use crate::foundation::core::{Affine, BezPath, Rect, Viewport};
use crate::foundation::error::BouquetResult;
use crate::render::paint::{CompositeMode, Paint, StrokeStyle};

/// Immediate-mode 2D drawing context handed to every draw call.
///
/// Coordinates are CSS pixels; implementations own device-pixel scaling. State follows the
/// canvas model: `save`/`restore` bracket the current transform and composite mode, and
/// `transform` post-multiplies the current matrix.
pub trait Surface {
    /// Current viewport size. Read every frame, never cached by callers.
    fn viewport(&self) -> Viewport;

    /// Follow a host resize. Drawing state is reset.
    fn resize(&mut self, viewport: Viewport) -> BouquetResult<()>;

    /// Prepare for a new frame.
    fn begin_frame(&mut self) {}

    /// Push the current transform and composite mode.
    fn save(&mut self);

    /// Pop back to the last saved state. Unbalanced restores are ignored.
    fn restore(&mut self);

    /// Post-multiply the current transform (`current = current * affine`).
    fn transform(&mut self, affine: Affine);

    /// Set the compositing mode for subsequent fills and strokes.
    fn set_composite(&mut self, mode: CompositeMode);

    /// Fill a path with the non-zero rule.
    fn fill(&mut self, path: &BezPath, paint: &Paint);

    /// Stroke a path.
    fn stroke(&mut self, path: &BezPath, style: &StrokeStyle, paint: &Paint);

    /// Start an isolated group; its content is composited source-over when the group ends.
    fn begin_layer(&mut self);

    /// Close the innermost group opened by [`Surface::begin_layer`].
    fn end_layer(&mut self);

    /// Fill an axis-aligned rectangle.
    fn fill_rect(&mut self, rect: Rect, paint: &Paint) {
        use kurbo::Shape as _;
        self.fill(&rect.to_path(0.1), paint);
    }
}

/// Transform and composite mode tracked by surface implementations.
#[derive(Clone, Copy, Debug, PartialEq)]
pub struct DrawState {
    /// Current user-space transform.
    pub transform: Affine,
    /// Current compositing mode.
    pub composite: CompositeMode,
}

impl Default for DrawState {
    fn default() -> Self {
        Self {
            transform: Affine::IDENTITY,
            composite: CompositeMode::SourceOver,
        }
    }
}

/// Save/restore stack shared by the surface implementations.
#[derive(Clone, Debug, Default)]
pub struct StateStack {
    current: DrawState,
    saved: Vec<DrawState>,
}

impl StateStack {
    /// Active state.
    pub fn current(&self) -> DrawState {
        self.current
    }

    /// Save depth.
    pub fn depth(&self) -> usize {
        self.saved.len()
    }

    /// Push a copy of the active state.
    pub fn save(&mut self) {
        self.saved.push(self.current);
    }

    /// Restore the last pushed state, if any.
    pub fn restore(&mut self) {
        if let Some(s) = self.saved.pop() {
            self.current = s;
        }
    }

    /// Post-multiply the active transform.
    pub fn transform(&mut self, affine: Affine) {
        self.current.transform = self.current.transform * affine;
    }

    /// Replace the active composite mode.
    pub fn set_composite(&mut self, mode: CompositeMode) {
        self.current.composite = mode;
    }

    /// Drop all saved state and return to identity.
    pub fn reset(&mut self) {
        self.current = DrawState::default();
        self.saved.clear();
    }
}

#[cfg(test)]
#[path = "../../tests/unit/render/surface.rs"]
mod tests;
use crate::foundation::core::{Affine, BezPath, Viewport};
use crate::foundation::error::BouquetResult;
use crate::render::paint::{CompositeMode, Paint, StrokeStyle};
use crate::render::surface::{StateStack, Surface};

/// One recorded drawing command with its resolved state.
#[derive(Clone, Debug, PartialEq)]
pub enum DrawOp {
    /// Filled path.
    FillPath {
        /// Path geometry in local space.
        path: BezPath,
        /// Local-to-viewport transform at record time.
        transform: Affine,
        /// Fill paint.
        paint: Paint,
        /// Compositing mode at record time.
        composite: CompositeMode,
    },
    /// Stroked path.
    StrokePath {
        /// Path geometry in local space.
        path: BezPath,
        /// Local-to-viewport transform at record time.
        transform: Affine,
        /// Stroke geometry.
        style: StrokeStyle,
        /// Stroke paint.
        paint: Paint,
        /// Compositing mode at record time.
        composite: CompositeMode,
    },
    /// Isolated group opened.
    BeginLayer,
    /// Isolated group closed.
    EndLayer,
}

impl DrawOp {
    /// Transform of a fill or stroke; `None` for layer markers.
    pub fn transform(&self) -> Option<Affine> {
        match self {
            Self::FillPath { transform, .. } | Self::StrokePath { transform, .. } => {
                Some(*transform)
            }
            Self::BeginLayer | Self::EndLayer => None,
        }
    }

    /// Composite mode of a fill or stroke; `None` for layer markers.
    pub fn composite(&self) -> Option<CompositeMode> {
        match self {
            Self::FillPath { composite, .. } | Self::StrokePath { composite, .. } => {
                Some(*composite)
            }
            Self::BeginLayer | Self::EndLayer => None,
        }
    }
}

/// Surface that records commands instead of rasterizing them.
#[derive(Clone, Debug)]
pub struct RecordingSurface {
    viewport: Viewport,
    state: StateStack,
    ops: Vec<DrawOp>,
}

impl RecordingSurface {
    /// Empty recording for a viewport.
    pub fn new(viewport: Viewport) -> Self {
        Self {
            viewport,
            state: StateStack::default(),
            ops: Vec::new(),
        }
    }

    /// Recorded commands in submission order.
    pub fn ops(&self) -> &[DrawOp] {
        &self.ops
    }

    /// Take the recorded commands, leaving the surface empty.
    pub fn take_ops(&mut self) -> Vec<DrawOp> {
        std::mem::take(&mut self.ops)
    }

    /// Drop recorded commands and reset state.
    pub fn clear(&mut self) {
        self.ops.clear();
        self.state.reset();
    }

    /// Current save depth; zero once every `save` has been restored.
    pub fn save_depth(&self) -> usize {
        self.state.depth()
    }
}

impl Surface for RecordingSurface {
    fn viewport(&self) -> Viewport {
        self.viewport
    }

    fn resize(&mut self, viewport: Viewport) -> BouquetResult<()> {
        self.viewport = viewport;
        self.state.reset();
        Ok(())
    }

    fn begin_frame(&mut self) {
        self.clear();
    }

    fn save(&mut self) {
        self.state.save();
    }

    fn restore(&mut self) {
        self.state.restore();
    }

    fn transform(&mut self, affine: Affine) {
        self.state.transform(affine);
    }

    fn set_composite(&mut self, mode: CompositeMode) {
        self.state.set_composite(mode);
    }

    fn fill(&mut self, path: &BezPath, paint: &Paint) {
        let s = self.state.current();
        self.ops.push(DrawOp::FillPath {
            path: path.clone(),
            transform: s.transform,
            paint: paint.clone(),
            composite: s.composite,
        });
    }

    fn stroke(&mut self, path: &BezPath, style: &StrokeStyle, paint: &Paint) {
        let s = self.state.current();
        self.ops.push(DrawOp::StrokePath {
            path: path.clone(),
            transform: s.transform,
            style: *style,
            paint: paint.clone(),
            composite: s.composite,
        });
    }

    fn begin_layer(&mut self) {
        self.ops.push(DrawOp::BeginLayer);
    }

    fn end_layer(&mut self) {
        self.ops.push(DrawOp::EndLayer);
    }
}

#[cfg(test)]
#[path = "../../tests/unit/render/record.rs"]
mod tests;
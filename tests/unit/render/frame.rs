use super::*;

fn two_by_one() -> FrameRGBA {
    FrameRGBA {
        width: 2,
        height: 1,
        data: vec![10, 20, 30, 255, 64, 0, 0, 128],
        premultiplied: true,
    }
}

#[test]
fn pixel_lookup_is_row_major_and_bounded() {
    let f = two_by_one();
    assert_eq!(f.pixel(0, 0), Some([10, 20, 30, 255]));
    assert_eq!(f.pixel(1, 0), Some([64, 0, 0, 128]));
    assert_eq!(f.pixel(2, 0), None);
    assert_eq!(f.pixel(0, 1), None);
}

#[test]
fn unpremultiply_restores_straight_channels() {
    let mut f = two_by_one();
    f.unpremultiply();
    assert!(!f.premultiplied);
    assert_eq!(f.pixel(0, 0), Some([10, 20, 30, 255]));
    assert_eq!(f.pixel(1, 0), Some([128, 0, 0, 128]));
}
use crate::foundation::core::{Millis, Rect, Viewport};
use crate::foundation::error::{BouquetError, BouquetResult};
use crate::foundation::rng::RandomSource;
use crate::render::surface::Surface;
use crate::runtime::host::{FrameHost, HostEvent};
use crate::runtime::input::{PointerEvent, focal_point};
use crate::scene::Scene;

/// Scheduling state of an [`AnimationLoop`].
#[derive(Clone, Copy, Debug, Default, PartialEq, Eq)]
pub enum LoopState {
    /// Not started; no frame has been requested.
    #[default]
    Idle,
    /// A frame callback is pending.
    Scheduled,
    /// A frame is being drawn.
    Running,
}

/// Bookkeeping for one drawn frame.
#[derive(Clone, Copy, Debug, PartialEq)]
pub struct FrameInfo {
    /// Zero-based frame counter.
    pub index: u64,
    /// Timestamp the frame was drawn at.
    pub time_ms: Millis,
    /// Time since the previous frame; zero for the first.
    pub dt_ms: Millis,
}

/// Self-rescheduling frame driver.
///
/// Each frame draws the background and then the bouquet at the same timestamp, then requests
/// the next frame before returning. Pointer events regenerate the bouquet additively between
/// frames.
pub struct AnimationLoop<R: RandomSource> {
    scene: Scene,
    rng: R,
    state: LoopState,
    frames: u64,
    last_frame_ms: Option<Millis>,
}

impl<R: RandomSource> AnimationLoop<R> {
    /// Idle loop over `scene`, drawing regeneration samples from `rng`.
    pub fn new(scene: Scene, rng: R) -> Self {
        Self {
            scene,
            rng,
            state: LoopState::Idle,
            frames: 0,
            last_frame_ms: None,
        }
    }

    /// Current scheduling state.
    pub fn state(&self) -> LoopState {
        self.state
    }

    /// Frames drawn so far.
    pub fn frames(&self) -> u64 {
        self.frames
    }

    /// The animated scene.
    pub fn scene(&self) -> &Scene {
        &self.scene
    }

    /// Mutable scene access.
    pub fn scene_mut(&mut self) -> &mut Scene {
        &mut self.scene
    }

    /// Request the first frame.
    pub fn start(&mut self, host: &mut dyn FrameHost) -> BouquetResult<()> {
        if self.state != LoopState::Idle {
            return Err(BouquetError::looping(format!(
                "start called while {:?}",
                self.state
            )));
        }
        host.request_frame();
        self.state = LoopState::Scheduled;
        Ok(())
    }

    /// Draw one frame at `ts` and schedule the next.
    pub fn on_frame(
        &mut self,
        ts: Millis,
        host: &mut dyn FrameHost,
        surface: &mut dyn Surface,
    ) -> BouquetResult<FrameInfo> {
        if self.state != LoopState::Scheduled {
            return Err(BouquetError::looping(format!(
                "frame callback delivered while {:?}",
                self.state
            )));
        }
        self.state = LoopState::Running;

        surface.begin_frame();
        self.scene.draw(surface, ts);

        let info = FrameInfo {
            index: self.frames,
            time_ms: ts,
            dt_ms: self.last_frame_ms.map_or(0.0, |prev| ts - prev),
        };
        self.frames += 1;
        self.last_frame_ms = Some(ts);
        tracing::trace!(index = info.index, t = ts, dt = info.dt_ms, "frame drawn");

        host.request_frame();
        self.state = LoopState::Scheduled;
        Ok(info)
    }

    /// Regenerate around the pointer, appending to the current bouquet.
    ///
    /// Returns how many flowers were added, or `None` if the event carried no position.
    pub fn on_pointer(
        &mut self,
        event: &PointerEvent,
        canvas_rect: Rect,
        viewport: Viewport,
        now_ms: Millis,
    ) -> Option<usize> {
        let focal = focal_point(event, canvas_rect, viewport)?;
        let added = self
            .scene
            .bouquet_mut()
            .generate(focal, true, viewport, now_ms, &mut self.rng);
        Some(added)
    }

    /// Pump `host` until it ends. `after_frame` runs after every drawn frame.
    ///
    /// Returns the number of frames drawn during this call.
    #[tracing::instrument(skip_all, name = "animation_loop")]
    pub fn run<H, S, F>(
        &mut self,
        host: &mut H,
        surface: &mut S,
        mut after_frame: F,
    ) -> BouquetResult<u64>
    where
        H: FrameHost,
        S: Surface,
        F: FnMut(&FrameInfo, &mut S) -> BouquetResult<()>,
    {
        if self.state == LoopState::Idle {
            self.start(&mut *host)?;
        }
        let first = self.frames;
        tracing::info!(start_ms = host.now_ms(), "animation loop started");

        while let Some(event) = host.next_event() {
            match event {
                HostEvent::Frame(ts) => {
                    let info = self.on_frame(ts, &mut *host, &mut *surface)?;
                    after_frame(&info, &mut *surface)?;
                }
                HostEvent::Pointer(ev) => {
                    let viewport = surface.viewport();
                    self.on_pointer(&ev, host.canvas_rect(), viewport, host.now_ms());
                }
                HostEvent::Resize(viewport) => {
                    tracing::debug!(
                        width = viewport.width,
                        height = viewport.height,
                        "host resized"
                    );
                    surface.resize(viewport)?;
                }
            }
        }

        self.state = LoopState::Idle;
        let drawn = self.frames - first;
        tracing::info!(frames = drawn, end_ms = host.now_ms(), "animation loop stopped");
        Ok(drawn)
    }
}

#[cfg(test)]
#[path = "../../tests/unit/runtime/frame_loop.rs"]
mod tests;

——

_What to work on_
Report the number of lines in the entries above that include the word "derive" and add nothing to it.

_Answer to this task_
6